Studies elucidating the mechanisms of calcium induced mitochondrial depolarization in individual isolated brain mitochondria

Among other mitochondrial functions, energy production and Ca2+ uptake are crucial for maintaining neuronal viability. Both of these functions are critically dependent on mitochondrial membrane potential (ΔΨm). Mitochondrial Ca2+ overload causing a dissipation of ΔΨm is a key component of several neuronal pathologies. However, the mechanism of Ca2+-induced depolarization in neuronal mitochondria remains unclear. Typically, ΔΨm has been evaluated as a single overall estimate from all mitochondria present in a given cell or tissue. However, recent data showed that the population of mitochondria isolated from tissues is not homogeneous, and averaged parameters from the whole population do not necessarily reflect the processes taking place in a single organelle. This review summarizes our recent studies of Ca2+-induced depolarization in individual mitochondria isolated from rat forebrain and immobilized to coverslips. Fluorescence imaging techniques and potentiometric fluorescent dyes were effectively used to study ΔΨm changes. The data have shown that Ca2+ triggers ΔΨm oscillations in brain mitochondria followed by a complete depolarization. Further investigation of this phenomenon led us to suggest that Ca2+-induced ΔΨm oscillations can represent an intermediate unstable state that may lead to irreversible mitochondrial dysfunction. Therefore, further study of this phenomenon would help to understand what causes the irreversible damage of mitochondria during cytosolic/mitochondrial Ca2+ overload.

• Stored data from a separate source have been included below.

//! Temporal annotation splitter
//!
//! Turns dated annotation records into train / validation / test tables of
//! positive and negative term lists per entity, for time-split evaluation of
//! function predictors.

use crate::annotation::with_ancestors;
use crate::config::{Aggregation, SplitConfig, TestWindow};
use crate::error::Result;
use crate::graph::TermGraph;
use crate::models::{AnnotationField, AnnotationRecord, RelationshipType, TermId};
use crate::store::Ontology;
use chrono::NaiveDate;
use std::collections::{HashMap, HashSet};
use std::sync::Arc;
use tracing::{debug, info, warn};

// ============================================================================
// Aggregators
// ============================================================================

/// Combines the raw term column of one group into a term list
pub trait TermAggregator {
    fn aggregate(&self, terms: &[TermId]) -> Vec<TermId>;
}

/// First-seen unique terms
#[derive(Debug, Clone, Copy, Default)]
pub struct UniqueTerms;

impl TermAggregator for UniqueTerms {
    fn aggregate(&self, terms: &[TermId]) -> Vec<TermId> {
        let mut seen = HashSet::new();
        terms
            .iter()
            .filter(|t| seen.insert(t.as_str()))
            .cloned()
            .collect()
    }
}

/// Unique terms followed by their ancestors in a shared read-only graph
#[derive(Debug, Clone)]
pub struct WithAncestors {
    graph: Arc<TermGraph>,
}

impl WithAncestors {
    pub fn new(graph: Arc<TermGraph>) -> Self {
        WithAncestors { graph }
    }

    /// Ancestors over the is_a subgraph of `ontology`
    pub fn is_a(ontology: &Ontology) -> Self {
        Self::new(ontology.subgraph(&[RelationshipType::IsA]))
    }
}

impl TermAggregator for WithAncestors {
    fn aggregate(&self, terms: &[TermId]) -> Vec<TermId> {
        with_ancestors(terms, &self.graph)
    }
}

// ============================================================================
// Output tables
// ============================================================================

#[derive(Debug, Clone, PartialEq, Eq)]
pub struct SplitRow {
    pub entity: String,
    /// Values of the group fields, in table order
    pub group: Vec<String>,
    pub positive: Option<Vec<TermId>>,
    pub negative: Option<Vec<TermId>>,
}

/// One window's rows, in first-seen group order
#[derive(Debug, Clone, PartialEq, Eq)]
pub struct SplitTable {
    pub entity_field: AnnotationField,
    pub group_fields: Vec<AnnotationField>,
    pub rows: Vec<SplitRow>,
}

impl SplitTable {
    pub fn len(&self) -> usize {
        self.rows.len()
    }

    pub fn is_empty(&self) -> bool {
        self.rows.is_empty()
    }

    pub fn get(&self, entity: &str) -> Option<&SplitRow> {
        self.rows.iter().find(|r| r.entity == entity)
    }
}

/// Record counts seen while splitting
#[derive(Debug, Clone, Copy, Default, PartialEq, Eq)]
pub struct SplitCounts {
    /// Records passing the evidence and term filters
    pub filtered: usize,
    /// Filtered records without a date
    pub undated: usize,
    pub train: usize,
    pub valid: usize,
    pub test: usize,
    /// Dated records after the test window
    pub beyond_test: usize,
}

#[derive(Debug, Clone)]
pub struct AnnotationSplits {
    pub train: SplitTable,
    pub valid: SplitTable,
    pub test: SplitTable,
    pub counts: SplitCounts,
}

// ============================================================================
// Splitting
// ============================================================================

#[derive(Debug, Clone, Copy, PartialEq, Eq)]
enum Window {
    Train,
    Valid,
    Test,
    Beyond,
}

fn window_of(date: NaiveDate, config: &SplitConfig) -> Window {
    if date <= config.train_cutoff {
        Window::Train
    } else if date <= config.valid_cutoff {
        Window::Valid
    } else {
        match config.test_window {
            TestWindow::Until(cutoff) if date <= cutoff => Window::Test,
            TestWindow::Open => Window::Test,
            _ => Window::Beyond,
        }
    }
}

/// Split `records` into train, validation and test tables
pub fn split_annotations(
    records: &[AnnotationRecord],
    config: &SplitConfig,
    aggregator: &dyn TermAggregator,
) -> Result<AnnotationSplits> {
    config.validate()?;

    let term_filter: Option<HashSet<&str>> = config
        .term_filter
        .as_ref()
        .map(|terms| terms.iter().map(String::as_str).collect());

    let mut counts = SplitCounts::default();
    let mut windows: [Vec<&AnnotationRecord>; 3] = Default::default();

    for record in records {
        if !config.evidence_codes.iter().any(|c| c == record.evidence.as_str()) {
            continue;
        }
        if let Some(filter) = &term_filter {
            if !filter.contains(record.term_id.as_str()) {
                continue;
            }
        }
        counts.filtered += 1;

        let Some(date) = record.date else {
            counts.undated += 1;
            continue;
        };

        match window_of(date, config) {
            Window::Train => windows[0].push(record),
            Window::Valid => windows[1].push(record),
            Window::Test => windows[2].push(record),
            Window::Beyond => counts.beyond_test += 1,
        }
    }

    if counts.undated > 0 {
        warn!(undated = counts.undated, "Dropped annotation records without a date");
    }

    if config.test_window == TestWindow::ReuseValid {
        windows[2] = windows[1].clone();
    }
    counts.train = windows[0].len();
    counts.valid = windows[1].len();
    counts.test = windows[2].len();

    let [train, valid, test] = windows;
    let splits = AnnotationSplits {
        train: build_table(&train, config, aggregator),
        valid: build_table(&valid, config, aggregator),
        test: build_table(&test, config, aggregator),
        counts,
    };

    info!(
        filtered = counts.filtered,
        train_records = counts.train,
        valid_records = counts.valid,
        test_records = counts.test,
        train_rows = splits.train.len(),
        valid_rows = splits.valid.len(),
        test_rows = splits.test.len(),
        "Split annotations"
    );
    Ok(splits)
}

#[derive(Default)]
struct Group {
    positive: Vec<TermId>,
    negative: Vec<TermId>,
}

fn build_table(
    records: &[&AnnotationRecord],
    config: &SplitConfig,
    aggregator: &dyn TermAggregator,
) -> SplitTable {
    let group_fields = config.effective_group_fields();

    let mut keys: Vec<(String, Vec<String>)> = Vec::new();
    let mut groups: HashMap<(String, Vec<String>), Group> = HashMap::new();

    for record in records {
        let entity = config.entity_field.value(record);
        let group_values = group_fields
            .iter()
            .map(|field| match field {
                AnnotationField::Qualifier => record.clean_qualifier(),
                other => other.value(record),
            })
            .collect();

        let key = (entity, group_values);
        let group = groups.entry(key.clone()).or_insert_with(|| {
            keys.push(key);
            Group::default()
        });

        if record.is_negated() {
            group.negative.push(record.term_id.clone());
        } else {
            group.positive.push(record.term_id.clone());
        }
    }

    let mut rows = Vec::with_capacity(keys.len());
    let mut suppressed = 0usize;
    for key in keys {
        let Some(group) = groups.remove(&key) else {
            continue;
        };
        let (entity, group_values) = key;

        let positive = non_empty(aggregator.aggregate(&group.positive));
        let mut negative = non_empty(aggregator.aggregate(&group.negative));

        // No term may be both positive and negative
        if let (Some(pos), Some(neg)) = (&positive, &mut negative) {
            let pos: HashSet<&str> = pos.iter().map(String::as_str).collect();
            neg.retain(|t| !pos.contains(t.as_str()));
        }
        let negative = negative.and_then(non_empty);

        let positive = match (positive, &config.trivial_term) {
            (Some(pos), Some(trivial)) if pos.len() == 1 && pos[0] == *trivial => {
                suppressed += 1;
                None
            },
            (positive, _) => positive,
        };

        if entity.is_empty() || (positive.is_none() && negative.is_none()) {
            continue;
        }

        rows.push(SplitRow {
            entity,
            group: group_values,
            positive,
            negative,
        });
    }

    if suppressed > 0 {
        debug!(suppressed, "Suppressed positive lists holding only the trivial term");
    }

    SplitTable {
        entity_field: config.entity_field,
        group_fields,
        rows,
    }
}

fn non_empty(terms: Vec<TermId>) -> Option<Vec<TermId>> {
    (!terms.is_empty()).then_some(terms)
}

impl Ontology {
    /// Split this ontology's annotation records with the aggregation named
    /// in `config`
    pub fn split_annotations(&self, config: &SplitConfig) -> Result<AnnotationSplits> {
        let records = self.annotations().records();
        match config.aggregation {
            Aggregation::Unique => split_annotations(records, config, &UniqueTerms),
            Aggregation::AddAncestors => {
                split_annotations(records, config, &WithAncestors::is_a(self))
            },
        }
    }
}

Here we discuss the effects of different modulators of the mitochondrial permeability transition pore on Ca2+-induced depolarization in brain mitochondria and in liver mitochondria, where the mechanism of Ca2+-depolarization is better understood. A comparison of these effects in brain and liver mitochondria led us to conclude that Ca2+ can induce reversible “low conductance” permeability transition in brain mitochondria, the phenomenon which requires a transient conformational change of the adenine nucleotide translocator from a specific transporter to a non-specific pore.